L’indagine avviata dalla Procura generale del re in Napoli si svolse in tempi molto rapidi. Il primo passo che formalizzava l’avvio della procedura era del 4 marzo. Due mesi e mezzo dopo, il 20 maggio 1878, l’indagine era conclusa ed il Procuratore del re chiedeva al giudice Istruttore che venisse dichiarato «non farsi luogo a procedimento». In appena cinque giorni, a tambur battente, il giudice istruttore accolse pienamente quella richiesta, seppure argomentando in modo parzialmente diverso dal magistrato requirente.
Tutto si decise in meno di tre mesi per una vicenda che, in quanto partita da Malta, aveva un risvolto internazionale.
L’interesse dei documenti giudiziari rinvenuti presso l’Archivio Centrale dello Stato è indubbio, sia per la risonanza che la storia dei due matrimoni ebbe sulla stampa, sia per gli effetti politici su Crispi, costretto a dimettersi sull’onda dello scandalo e poi riabilitato sul piano giudiziario proprio dalla pronuncia del giudice istruttore. Ritornò ancora da protagonista della vita politica italiana e, un decennio dopo i fatti che qui si narrano, diventò Presidente del Consiglio.
Sarà per come era congegnata la Magistratura di quegli anni, quella requirente e quella giudicante, per il peso politico dell’uomo sottoposto ad indagini, per l’oggetto di quelle indagini, ovvero la moralità, l’immagine pubblica di quell’uomo politico, per lo scandalo mediatico che ne era derivato, fatto sta che, leggendo quei documenti, l’impressione che se ne ricava è quella di un’istruttoria frettolosa – come se l’imperativo fosse quello di chiudere il più presto possibile – condotta con un sotteso pregiudizio, come se l’obiettivo da raggiungere fosse quello di dare veste giuridica alla tesi fornita da Crispi.

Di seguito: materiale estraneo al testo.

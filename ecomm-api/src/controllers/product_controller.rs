use axum::extract::{Path, State};
use axum::http::StatusCode;
use axum::routing::get;
use axum::{Json, Router};
use ecomm_core::validate;
use ecomm_data::CatalogStore;

use crate::error::AppError;
use crate::models::{CreateProductRequest, ProductResponse, UpdateProductRequest};
use crate::state::AppState;

pub fn routes<S: CatalogStore>() -> Router<AppState<S>> {
    Router::new()
        .route("/products", get(list::<S>).post(create::<S>))
        .route(
            "/products/{id}",
            get(get_by_id::<S>).patch(update::<S>).delete(delete::<S>),
        )
}

#[tracing::instrument(name = "products::list", skip_all)]
async fn list<S: CatalogStore>(
    State(state): State<AppState<S>>,
) -> Result<Json<Vec<ProductResponse>>, AppError> {
    let ctx = state.request_context();
    let products = state.catalog.list_products(&ctx).await?;
    Ok(Json(products.into_iter().map(ProductResponse::from).collect()))
}

#[tracing::instrument(name = "products::get", skip(state))]
async fn get_by_id<S: CatalogStore>(
    State(state): State<AppState<S>>,
    Path(id): Path<i64>,
) -> Result<Json<ProductResponse>, AppError> {
    let ctx = state.request_context();
    let product = state.catalog.get_product(&ctx, id).await?;
    Ok(Json(product.into()))
}

#[tracing::instrument(name = "products::create", skip_all)]
async fn create<S: CatalogStore>(
    State(state): State<AppState<S>>,
    Json(body): Json<CreateProductRequest>,
) -> Result<(StatusCode, Json<ProductResponse>), AppError> {
    validate(&body)?;
    let ctx = state.request_context();
    let product = state.catalog.create_product(&ctx, body.into_product()).await?;
    tracing::info!(id = product.id, "product created");
    Ok((StatusCode::CREATED, Json(product.into())))
}

/// Read, merge the present fields, write back.
#[tracing::instrument(name = "products::update", skip(state, body))]
async fn update<S: CatalogStore>(
    State(state): State<AppState<S>>,
    Path(id): Path<i64>,
    Json(body): Json<UpdateProductRequest>,
) -> Result<Json<ProductResponse>, AppError> {
    validate(&body)?;
    let ctx = state.request_context();
    let mut product = state.catalog.get_product(&ctx, id).await?;
    body.apply(&mut product);
    let product = state.catalog.update_product(&ctx, product).await?;
    Ok(Json(product.into()))
}

#[tracing::instrument(name = "products::delete", skip(state))]
async fn delete<S: CatalogStore>(
    State(state): State<AppState<S>>,
    Path(id): Path<i64>,
) -> Result<StatusCode, AppError> {
    let ctx = state.request_context();
    state.catalog.delete_product(&ctx, id).await?;
    Ok(StatusCode::NO_CONTENT)
}
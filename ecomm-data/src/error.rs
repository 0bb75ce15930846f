use std::fmt;

pub type BoxError = Box<dyn std::error::Error + Send + Sync>;

/// Broad classification of a [`DataError`], used by the boundary to pick a response.
#[derive(Debug, Clone, Copy, PartialEq, Eq)]
pub enum ErrorKind {
    WriteFailure,
    ReadFailure,
    IdentityFailure,
    TransactionFailure,
    CompoundFailure,
    Cancelled,
    DeadlineExceeded,
    Other,
}

/// Transaction step that failed.
#[derive(Debug, Clone, Copy, PartialEq, Eq)]
pub enum TxStage {
    Begin,
    Commit,
}

impl fmt::Display for TxStage {
    fn fmt(&self, f: &mut fmt::Formatter<'_>) -> fmt::Result {
        match self {
            TxStage::Begin => f.write_str("beginning transaction"),
            TxStage::Commit => f.write_str("committing transaction"),
        }
    }
}

/// Errors that can occur in the data layer.
///
/// Every variant names the operation it happened in; driver errors are kept as
/// the [`source`](std::error::Error::source).
#[derive(Debug)]
pub enum DataError {
    /// A single-row fetch matched nothing.
    NotFound(String),
    /// An insert, update or delete was rejected (or an update matched no row).
    Write { op: String, source: BoxError },
    /// A query or row decode failed.
    Read { op: String, source: BoxError },
    /// The backend did not hand back a usable generated identifier.
    Identity { op: String },
    Transaction { op: String, stage: TxStage, source: BoxError },
    /// The unit of work failed and so did the rollback. `original` comes first.
    Compound { op: String, original: Box<DataError>, rollback: BoxError },
    Cancelled(String),
    DeadlineExceeded(String),
    Other(String),
}

impl DataError {
    pub fn write(op: impl Into<String>, err: impl std::error::Error + Send + Sync + 'static) -> Self {
        DataError::Write { op: op.into(), source: Box::new(err) }
    }

    pub fn read(op: impl Into<String>, err: impl std::error::Error + Send + Sync + 'static) -> Self {
        DataError::Read { op: op.into(), source: Box::new(err) }
    }

    pub fn identity(op: impl Into<String>) -> Self {
        DataError::Identity { op: op.into() }
    }

    pub fn transaction(
        op: impl Into<String>,
        stage: TxStage,
        err: impl std::error::Error + Send + Sync + 'static,
    ) -> Self {
        DataError::Transaction { op: op.into(), stage, source: Box::new(err) }
    }

    pub fn compound(
        op: impl Into<String>,
        original: DataError,
        rollback: impl std::error::Error + Send + Sync + 'static,
    ) -> Self {
        DataError::Compound {
            op: op.into(),
            original: Box::new(original),
            rollback: Box::new(rollback),
        }
    }

    pub fn kind(&self) -> ErrorKind {
        match self {
            DataError::NotFound(_) | DataError::Read { .. } => ErrorKind::ReadFailure,
            DataError::Write { .. } => ErrorKind::WriteFailure,
            DataError::Identity { .. } => ErrorKind::IdentityFailure,
            DataError::Transaction { .. } => ErrorKind::TransactionFailure,
            DataError::Compound { .. } => ErrorKind::CompoundFailure,
            DataError::Cancelled(_) => ErrorKind::Cancelled,
            DataError::DeadlineExceeded(_) => ErrorKind::DeadlineExceeded,
            DataError::Other(_) => ErrorKind::Other,
        }
    }

    pub fn is_not_found(&self) -> bool {
        matches!(self, DataError::NotFound(_))
    }

    /// The error that started a failure, looking through `Compound`.
    pub fn root(&self) -> &DataError {
        match self {
            DataError::Compound { original, .. } => original.root(),
            other => other,
        }
    }
}

/// Message used when an update or lookup matched zero rows.
#[derive(Debug)]
pub struct NoRowsMatched {
    pub table: &'static str,
    pub id: i64,
}

impl fmt::Display for NoRowsMatched {
    fn fmt(&self, f: &mut fmt::Formatter<'_>) -> fmt::Result {
        write!(f, "no row in {} with id {}", self.table, self.id)
    }
}

impl std::error::Error for NoRowsMatched {}

impl fmt::Display for DataError {
    fn fmt(&self, f: &mut fmt::Formatter<'_>) -> fmt::Result {
        match self {
            DataError::NotFound(msg) => write!(f, "not found: {msg}"),
            DataError::Write { op, source } => write!(f, "error {op}: {source}"),
            DataError::Read { op, source } => write!(f, "error {op}: {source}"),
            DataError::Identity { op } => {
                write!(f, "error {op}: backend returned no generated identifier")
            }
            DataError::Transaction { op, stage, source } => {
                write!(f, "error {stage} for {op}: {source}")
            }
            DataError::Compound { op, original, rollback } => {
                write!(f, "{op} failed: {original}; rollback also failed: {rollback}")
            }
            DataError::Cancelled(op) => write!(f, "{op} cancelled"),
            DataError::DeadlineExceeded(op) => write!(f, "{op} exceeded its deadline"),
            DataError::Other(msg) => write!(f, "data error: {msg}"),
        }
    }
}

impl std::error::Error for DataError {
    fn source(&self) -> Option<&(dyn std::error::Error + 'static)> {
        match self {
            DataError::Write { source, .. }
            | DataError::Read { source, .. }
            | DataError::Transaction { source, .. } => Some(source.as_ref()),
            DataError::Compound { original, .. } => Some(original.as_ref()),
            _ => None,
        }
    }
}
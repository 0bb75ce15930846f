//! Tiny JSON path language for response assertions.
//!
//! `items[1].name`, `items.len()`, `[0].id` and `meta.count` are supported.
//! A path that leads nowhere resolves to `null`.

use serde_json::Value;

#[derive(Debug, Clone, PartialEq, Eq)]
pub enum PathToken {
    Field(String),
    Index(usize),
    Len,
}

/// Split `path` into tokens.
///
/// # Panics
///
/// On an unclosed bracket or a non-numeric index; a malformed path is a bug in the test.
pub fn tokenize_path(path: &str) -> Vec<PathToken> {
    let mut tokens = Vec::new();
    for segment in path.split('.').filter(|s| !s.is_empty()) {
        if segment == "len()" || segment == "size()" {
            tokens.push(PathToken::Len);
            continue;
        }
        let (field, mut rest) = segment.split_at(segment.find('[').unwrap_or(segment.len()));
        if !field.is_empty() {
            tokens.push(PathToken::Field(field.to_string()));
        }
        while let Some(inner) = rest.strip_prefix('[') {
            let end = inner
                .find(']')
                .unwrap_or_else(|| panic!("unclosed bracket in JSON path {path:?}"));
            let index = inner[..end]
                .parse()
                .unwrap_or_else(|_| panic!("non-numeric index {:?} in JSON path {path:?}", &inner[..end]));
            tokens.push(PathToken::Index(index));
            rest = &inner[end + 1..];
        }
    }
    tokens
}

/// Resolve `path` against `root`.
///
/// # Panics
///
/// When `len()` is applied to a number, bool or null.
pub fn resolve_path(root: &Value, path: &str) -> Value {
    let mut current = root;
    for token in tokenize_path(path) {
        let next = match (&token, current) {
            (PathToken::Field(name), Value::Object(map)) => map.get(name),
            (PathToken::Index(i), Value::Array(items)) => items.get(*i),
            (PathToken::Len, Value::Array(items)) => return Value::from(items.len()),
            (PathToken::Len, Value::Object(map)) => return Value::from(map.len()),
            (PathToken::Len, Value::String(s)) => return Value::from(s.chars().count()),
            (PathToken::Len, other) => panic!("len() applied to non-collection {other} in path {path:?}"),
            _ => None,
        };
        match next {
            Some(value) => current = value,
            None => return Value::Null,
        }
    }
    current.clone()
}

#[cfg(test)]
mod tests {
    use super::*;
    use serde_json::json;

    #[test]
    fn tokenizes_fields_indices_and_len() {
        assert_eq!(
            tokenize_path("orders[0].items.len()"),
            vec![
                PathToken::Field("orders".into()),
                PathToken::Index(0),
                PathToken::Field("items".into()),
                PathToken::Len,
            ]
        );
        assert_eq!(tokenize_path("[1][2]"), vec![PathToken::Index(1), PathToken::Index(2)]);
    }

    #[test]
    #[should_panic(expected = "unclosed bracket")]
    fn unclosed_bracket_panics() {
        tokenize_path("items[0");
    }

    #[test]
    fn len_stops_resolution() {
        let v = json!({"items": [1, 2, 3]});
        assert_eq!(resolve_path(&v, "items.len()"), json!(3));
    }
}
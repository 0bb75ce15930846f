use std::time::Duration;

use ecomm_api::{router, AppState};
use ecomm_data_sqlx::SqlxStore;
use ecomm_test::{memory_store, TestApp};
use tokio_util::sync::CancellationToken;

pub struct Harness {
    pub app: TestApp,
    /// Shares the pool with the router's store.
    pub store: SqlxStore,
    pub shutdown: CancellationToken,
}

pub async fn harness() -> Harness {
    let store = memory_store().await;
    let shutdown = CancellationToken::new();
    let state = AppState::new(store.clone(), Duration::from_secs(5), shutdown.clone());
    Harness {
        app: TestApp::new(router(state)),
        store,
        shutdown,
    }
}
use ecomm_api::{router, serve, AppState, DatabaseConfig, ServerConfig};
use ecomm_core::{init_tracing, EcommConfig};
use ecomm_data_sqlx::{ensure_schema, SqlxStore};
use tokio_util::sync::CancellationToken;

#[tokio::main]
async fn main() -> Result<(), Box<dyn std::error::Error + Send + Sync>> {
    init_tracing();

    let config = EcommConfig::load("dev")?;
    let server: ServerConfig = config.section()?;
    let database: DatabaseConfig = config.section()?;
    tracing::info!(profile = config.profile(), "starting ecomm-api");

    let store = SqlxStore::connect(&database.url, database.max_connections).await?;
    if database.init_schema {
        ensure_schema(store.pool()).await?;
    }

    let shutdown = CancellationToken::new();
    ecomm_api::server::cancel_on_ctrl_c(shutdown.clone());

    let state = AppState::new(store, server.request_timeout, shutdown.clone());
    serve(router(state), server.addr()?, shutdown).await?;
    Ok(())
}
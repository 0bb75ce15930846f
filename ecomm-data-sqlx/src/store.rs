use std::collections::HashMap;

use ecomm_data::{
    now_micros, CatalogStore, DataError, Entity, ExecContext, NoRowsMatched, Order, OrderItem,
    Product,
};
use sqlx::pool::PoolOptions;
use sqlx::Database;

use crate::backend::{self, Db, DbPool};
use crate::error::SqlxErrorExt;
use crate::tx::with_transaction;

type DbQuery<'q> = sqlx::query::Query<'q, Db, <Db as Database>::Arguments<'q>>;

const UPDATE_PRODUCT: &str = "UPDATE products SET name = ?, image = ?, category = ?, \
     description = ?, rating = ?, num_reviews = ?, price = ?, count_in_stock = ?, updated_at = ? \
     WHERE id = ?";
const DELETE_PRODUCT: &str = "DELETE FROM products WHERE id = ?";
const DELETE_ORDER_ITEMS: &str = "DELETE FROM order_items WHERE order_id = ?";
const DELETE_ORDER: &str = "DELETE FROM orders WHERE id = ?";

/// SQLx implementation of [`CatalogStore`].
///
/// `create_product`, `create_order` and `delete_order` run through
/// [`with_transaction`], so an insert whose generated id cannot be read is
/// rolled back. The other product writes are single statements on the pool and
/// reads are not transactional.
///
/// # Example
///
/// ```ignore
/// let store = SqlxStore::connect("sqlite://shop.db?mode=rwc", 5).await?;
/// let product = store.create_product(&ExecContext::background(), Product::new("Widget", 9.99, 5)).await?;
/// ```
#[derive(Clone)]
pub struct SqlxStore {
    pool: DbPool,
}

impl SqlxStore {
    pub fn new(pool: DbPool) -> Self {
        Self { pool }
    }

    /// Open a pool on `url` and wrap it.
    pub async fn connect(url: &str, max_connections: u32) -> Result<Self, DataError> {
        let pool = PoolOptions::<Db>::new()
            .max_connections(max_connections)
            .connect(url)
            .await
            .map_err(|e| DataError::read("connecting to database", e))?;
        Ok(Self::new(pool))
    }

    /// Get the underlying pool reference.
    pub fn pool(&self) -> &DbPool {
        &self.pool
    }
}

fn by_id<E: Entity>() -> String {
    format!("{} WHERE {} = ?", E::select_sql(), E::id_column())
}

fn ordered<E: Entity>() -> String {
    format!("{} ORDER BY {}", E::select_sql(), E::id_column())
}

fn not_found<E: Entity>(id: i64) -> DataError {
    DataError::NotFound(
        NoRowsMatched {
            table: E::table_name(),
            id,
        }
        .to_string(),
    )
}

/// Binds every product column except `id` and `created_at`, in `UPDATE_PRODUCT` order.
fn bind_product_fields<'q>(query: DbQuery<'q>, product: &'q Product) -> DbQuery<'q> {
    query
        .bind(&product.name)
        .bind(&product.image)
        .bind(&product.category)
        .bind(&product.description)
        .bind(product.rating)
        .bind(product.num_reviews)
        .bind(product.price)
        .bind(product.count_in_stock)
}

impl CatalogStore for SqlxStore {
    #[tracing::instrument(name = "store::create_product", skip_all, fields(name = %product.name))]
    async fn create_product(&self, ctx: &ExecContext, product: Product) -> Result<Product, DataError> {
        let product = with_transaction(&self.pool, ctx, "create_product", move |tx| {
            Box::pin(async move {
                let mut product = product;
                product.created_at = now_micros();
                product.updated_at = None;

                let sql = Product::insert_sql();
                let result = bind_product_fields(sqlx::query(&sql), &product)
                    .bind(product.created_at)
                    .bind(product.updated_at)
                    .execute(&mut **tx)
                    .await
                    .map_err(|e| e.into_write_error("inserting product"))?;
                product.id = backend::generated_id(&result, "reading generated product id")?;
                Ok::<_, DataError>(product)
            })
        })
        .await?;

        tracing::debug!(id = product.id, "product created");
        Ok(product)
    }

    #[tracing::instrument(name = "store::get_product", skip(self, ctx))]
    async fn get_product(&self, ctx: &ExecContext, id: i64) -> Result<Product, DataError> {
        let sql = by_id::<Product>();
        ctx.guard("get_product", async {
            sqlx::query_as::<_, Product>(&sql)
                .bind(id)
                .fetch_optional(&self.pool)
                .await
                .map_err(|e| e.into_read_error("getting product"))?
                .ok_or_else(|| not_found::<Product>(id))
        })
        .await
    }

    #[tracing::instrument(name = "store::list_products", skip_all)]
    async fn list_products(&self, ctx: &ExecContext) -> Result<Vec<Product>, DataError> {
        let sql = ordered::<Product>();
        let products = ctx
            .guard("list_products", async {
                sqlx::query_as::<_, Product>(&sql)
                    .fetch_all(&self.pool)
                    .await
                    .map_err(|e| e.into_read_error("listing products"))
            })
            .await?;
        tracing::debug!(count = products.len(), "products listed");
        Ok(products)
    }

    #[tracing::instrument(name = "store::update_product", skip_all, fields(id = product.id))]
    async fn update_product(&self, ctx: &ExecContext, mut product: Product) -> Result<Product, DataError> {
        product.updated_at = Some(now_micros());

        let result = ctx
            .guard("update_product", async {
                bind_product_fields(sqlx::query(UPDATE_PRODUCT), &product)
                    .bind(product.updated_at)
                    .bind(product.id)
                    .execute(&self.pool)
                    .await
                    .map_err(|e| e.into_write_error("updating product"))
            })
            .await?;

        if result.rows_affected() == 0 {
            return Err(DataError::write(
                "updating product",
                NoRowsMatched {
                    table: Product::table_name(),
                    id: product.id,
                },
            ));
        }
        Ok(product)
    }

    #[tracing::instrument(name = "store::delete_product", skip(self, ctx))]
    async fn delete_product(&self, ctx: &ExecContext, id: i64) -> Result<(), DataError> {
        let result = ctx
            .guard("delete_product", async {
                sqlx::query(DELETE_PRODUCT)
                    .bind(id)
                    .execute(&self.pool)
                    .await
                    .map_err(|e| e.into_write_error("deleting product"))
            })
            .await?;
        tracing::debug!(rows = result.rows_affected(), "product delete executed");
        Ok(())
    }

    #[tracing::instrument(name = "store::create_order", skip_all, fields(items = order.items.len()))]
    async fn create_order(&self, ctx: &ExecContext, order: Order) -> Result<Order, DataError> {
        let order = with_transaction(&self.pool, ctx, "create_order", move |tx| {
            Box::pin(async move {
                let mut order = order;
                order.created_at = now_micros();
                order.updated_at = None;

                let header_sql = Order::insert_sql();
                let header = sqlx::query(&header_sql)
                    .bind(&order.payment_method)
                    .bind(order.tax_price)
                    .bind(order.shipping_price)
                    .bind(order.total_price)
                    .bind(order.created_at)
                    .bind(order.updated_at)
                    .execute(&mut **tx)
                    .await
                    .map_err(|e| e.into_write_error("inserting order"))?;
                let order_id = backend::generated_id(&header, "reading generated order id")?;
                order.id = order_id;

                let item_sql = OrderItem::insert_sql();
                for (index, item) in order.items.iter_mut().enumerate() {
                    let position = index + 1;
                    item.order_id = order_id;
                    let inserted = sqlx::query(&item_sql)
                        .bind(&item.name)
                        .bind(item.quantity)
                        .bind(&item.image)
                        .bind(item.price)
                        .bind(item.product_id)
                        .bind(item.order_id)
                        .execute(&mut **tx)
                        .await
                        .map_err(|e| e.into_write_error(&format!("inserting order item {position}")))?;
                    item.id = backend::generated_id(
                        &inserted,
                        format!("reading generated id of order item {position}"),
                    )?;
                }

                Ok::<_, DataError>(order)
            })
        })
        .await?;

        tracing::debug!(id = order.id, items = order.items.len(), "order created");
        Ok(order)
    }

    #[tracing::instrument(name = "store::get_order", skip(self, ctx))]
    async fn get_order(&self, ctx: &ExecContext, id: i64) -> Result<Order, DataError> {
        let header_sql = by_id::<Order>();
        let items_sql = format!(
            "{} WHERE order_id = ? ORDER BY {}",
            OrderItem::select_sql(),
            OrderItem::id_column()
        );

        ctx.guard("get_order", async {
            let mut order = sqlx::query_as::<_, Order>(&header_sql)
                .bind(id)
                .fetch_optional(&self.pool)
                .await
                .map_err(|e| e.into_read_error("getting order"))?
                .ok_or_else(|| not_found::<Order>(id))?;

            order.items = sqlx::query_as::<_, OrderItem>(&items_sql)
                .bind(id)
                .fetch_all(&self.pool)
                .await
                .map_err(|e| e.into_read_error("getting order items"))?;
            Ok::<_, DataError>(order)
        })
        .await
    }

    /// Headers and items are read with one query each and grouped in memory,
    /// which returns the same result as one item query per order.
    #[tracing::instrument(name = "store::list_orders", skip_all)]
    async fn list_orders(&self, ctx: &ExecContext) -> Result<Vec<Order>, DataError> {
        let headers_sql = ordered::<Order>();
        let items_sql = ordered::<OrderItem>();

        let orders = ctx
            .guard("list_orders", async {
                let mut orders = sqlx::query_as::<_, Order>(&headers_sql)
                    .fetch_all(&self.pool)
                    .await
                    .map_err(|e| e.into_read_error("listing orders"))?;
                if orders.is_empty() {
                    return Ok(orders);
                }

                let items = sqlx::query_as::<_, OrderItem>(&items_sql)
                    .fetch_all(&self.pool)
                    .await
                    .map_err(|e| e.into_read_error("getting order items"))?;

                let mut by_order: HashMap<i64, Vec<OrderItem>> = HashMap::new();
                for item in items {
                    by_order.entry(item.order_id).or_default().push(item);
                }
                for order in &mut orders {
                    order.items = by_order.remove(&order.id).unwrap_or_default();
                }
                Ok::<_, DataError>(orders)
            })
            .await?;

        tracing::debug!(count = orders.len(), "orders listed");
        Ok(orders)
    }

    #[tracing::instrument(name = "store::delete_order", skip(self, ctx))]
    async fn delete_order(&self, ctx: &ExecContext, id: i64) -> Result<(), DataError> {
        with_transaction(&self.pool, ctx, "delete_order", move |tx| {
            Box::pin(async move {
                sqlx::query(DELETE_ORDER_ITEMS)
                    .bind(id)
                    .execute(&mut **tx)
                    .await
                    .map_err(|e| e.into_write_error("deleting order items"))?;
                sqlx::query(DELETE_ORDER)
                    .bind(id)
                    .execute(&mut **tx)
                    .await
                    .map_err(|e| e.into_write_error("deleting order"))?;
                Ok::<_, DataError>(())
            })
        })
        .await
    }
}
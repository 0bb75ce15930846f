//! # ecomm-test: test tooling
//!
//! | Item | Description |
//! |------|-------------|
//! | [`TestApp`] | Drive an `axum::Router` in-process |
//! | [`TestResponse`] | Status and JSON-path assertions |
//! | [`memory_store`] | `SqlxStore` over a private in-memory SQLite database |

mod app;
mod json_path;
mod store;

pub use app::{TestApp, TestRequest, TestResponse};
pub use json_path::{resolve_path, tokenize_path, PathToken};
pub use store::{count_rows, execute, memory_store};
use ecomm_data::DataError;

/// Extension trait for converting `sqlx::Error` into `DataError`.
///
/// Due to Rust's orphan rules, we can't implement `From<sqlx::Error> for DataError`
/// in this crate. The call site picks the class: a failed statement that writes
/// is a write failure, anything that fetches is a read failure.
pub trait SqlxErrorExt {
    /// Classify as a read; `RowNotFound` becomes [`DataError::NotFound`].
    fn into_read_error(self, op: &str) -> DataError;

    fn into_write_error(self, op: &str) -> DataError;
}

impl SqlxErrorExt for sqlx::Error {
    fn into_read_error(self, op: &str) -> DataError {
        match self {
            sqlx::Error::RowNotFound => DataError::NotFound(format!("{op}: row not found")),
            other => DataError::read(op, other),
        }
    }

    fn into_write_error(self, op: &str) -> DataError {
        DataError::write(op, self)
    }
}

#[cfg(test)]
mod tests {
    use super::*;
    use ecomm_data::ErrorKind;

    #[test]
    fn row_not_found_maps_to_not_found() {
        let err = sqlx::Error::RowNotFound.into_read_error("getting order");
        assert!(err.is_not_found());
        assert_eq!(err.kind(), ErrorKind::ReadFailure);
    }

    #[test]
    fn write_errors_keep_operation_context() {
        let err = sqlx::Error::PoolClosed.into_write_error("inserting product");
        assert_eq!(err.kind(), ErrorKind::WriteFailure);
        assert!(err.to_string().starts_with("error inserting product:"));
    }
}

I due magistrati la fanno propria, finanche, come vedremo, nelle descrizioni più personali che lui diede delle ragioni che l’avevano spinto a quel passo, a sposarsi a Malta proprio allora e in quelle circostanze – «nel modo quasi clandestino con cui fu proceduto alla celebrazione di quelle nozze», com’ebbe a scrivere il giudice istruttore.
Quei magistrati definiscono quello di Malta «simulacro di matrimonio», esattamente come lo aveva definito nelle proprie difese Crispi.
«Il Piccolo», proprio sugli argomenti offerti da Crispi aveva espresso il proprio parere: «per sua difesa, altro non accampa che cavilli di gius canonico condannati dalla religione e, più che dalla religione, dalla morale».
Quei cavilli condannati dalla religione e dalla morale vennero ripetuti e fatti propri dai due magistrati.
Un’indagine ed un giudizio a senso unico.
Crispi era dimissionario, è vero, ed anche osteggiato da una parte dell’opinione pubblica, ma rimaneva pur sempre un potente uomo politico con un rilevante potere. Era stato disarcionato, ma non era rimasto a terra a farsi travolgere; aveva reagito, aveva combattuto.
A difendere Crispi in giudizio c’era l’avv. Diego Tajani, integerrimo magistrato d’origine calabrese, noto perché a Palermo nel 1871 aveva incriminato il questore Albanese accusandolo di trescare con la mafia.
Sconfitto a Palermo, si dimise dalla magistratura e poi trionfò a Roma. Fu lui l’eroe della discussione parlamentare dell’11 e 12 giugno 1875 quando i deputati del nuovo regno ascoltarono, sbigottiti ed increduli, quell’uomo alzarsi e pronunciare parole di fuoco contro il governo e contro i protettori della mafia in Sicilia. In modo spietato aveva detto: «la Maffia che esiste in Sicilia non è pericolosa, non è invincibile di per sé, ma perché è strumento di governo locale».
Tajani godeva di un immenso prestigio dopo quelle sue denunce. Ora era vicepresidente della Camera dei Deputati e alla fine dell’anno sarebbe stato nominato Ministro di Grazia e Giustizia. Il suo ascendente presso la magistratura napoletana, che ben lo conosceva per come faceva l’avvocato, era indubbio.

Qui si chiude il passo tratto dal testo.